Analyzed Economic Effects

5 provisions identified: 3 benefits, 0 costs, 2 mixed.

Abusers must repay coerced debts

It is illegal to cause someone to incur coerced debt. The person who did it is civilly liable for the debt amount or portion, plus any deficiency after foreclosure, repossession, or sale of the collateral, and court costs and attorneys’ fees. If you already paid part of the coerced debt, you can recover from that person. Someone who forced you to take the debt cannot be treated as the creditor under this law.

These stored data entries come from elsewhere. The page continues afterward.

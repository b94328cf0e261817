//! Last-chance cleanup over already-sanitized output.
//!
//! Catches constructs a tree sanitizer can let through in edge cases: stray
//! script tags, CSS `expression(...)`, `@import` rules and `data:` URIs that
//! are not raster images.

use std::sync::LazyLock;

use regex::{Captures, Regex};

use super::Sanitizer;

/// Upper bound on cleanup rounds; each round can only shrink the input.
const MAX_ROUNDS: usize = 8;

/// Constructs deleted outright, in this order: whole script blocks, then
/// stray script tags, CSS `expression(` and `@import` rules.
static REMOVED: LazyLock<Vec<Regex>> = LazyLock::new(|| {
    [
        r"(?is)<script\b[^>]*>.*?</script\s*>",
        r"(?i)</?script\b[^>]*>?",
        r"(?i)expression\s*\(",
        r#"(?i)@import\b[^;\n<>"']*;?"#,
    ]
    .iter()
    .map(|pattern| Regex::new(pattern).expect("invalid regex pattern"))
    .collect()
});

static DATA_URI: LazyLock<Regex> = LazyLock::new(|| {
    Regex::new(r#"(?i)\bdata:\s*([a-z0-9.+\-]+/[a-z0-9.+\-]+)?[^\s"'<>]*"#)
        .expect("invalid regex pattern")
});

fn is_raster_image(mime: &str) -> bool {
    let mime = mime.to_ascii_lowercase();
    mime.starts_with("image/") && !mime.contains("svg")
}

fn round(input: &str) -> String {
    let cleaned = REMOVED
        .iter()
        .fold(input.to_string(), |acc, re| re.replace_all(&acc, "").into_owned());
    DATA_URI
        .replace_all(&cleaned, |caps: &Captures<'_>| match caps.get(1) {
            Some(mime) if is_raster_image(mime.as_str()) => caps[0].to_string(),
            _ => String::new(),
        })
        .into_owned()
}

/// Regex pass removing residual executable constructs, repeated until the
/// output stops changing so removals cannot splice a new match together.
///
/// ```
/// use chat_guard::sanitizer::{ResidualSanitizer, Sanitizer};
///
/// assert_eq!(ResidualSanitizer.sanitize("x<scr<script>ipt>y"), "xy");
/// ```
#[derive(Debug, Default, Clone, Copy)]
pub struct ResidualSanitizer;

impl Sanitizer for ResidualSanitizer {
    fn sanitize(&self, html: &str) -> String {
        let mut current = html.to_string();
        for _ in 0..MAX_ROUNDS {
            let next = round(&current);
            if next == current {
                break;
            }
            current = next;
        }
        current
    }
}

Court help to cancel coerced debts

You can sue to have a court declare all or part of a debt is coerced. If you prove it by a preponderance of the evidence (unless the creditor shows a bona fide error), the court can cancel your liability, stop collections, dismiss cases, order credit bureaus to delete negative info, and make the other side pay your costs and attorneys’ fees. You must file detailed facts and attach the documents you gave the creditor. If a creditor sues you, you can raise coerced debt as a defense without prior notice, but you must attach the supporting documents to your answer.

Secured debt limits and start dates

The law does not cover debts secured by real estate, like mortgages. For debts secured by personal property (such as a car), the notice‑and‑review process and separate lawsuit do not apply, and the defense does not stop repossession; it only limits what you may owe as a deficiency after the sale. The coerced‑debt protections apply to debts taken on or after the 180th day after the law takes effect. One section starts on the same day as a related 2025 law on coerced‑debt rights.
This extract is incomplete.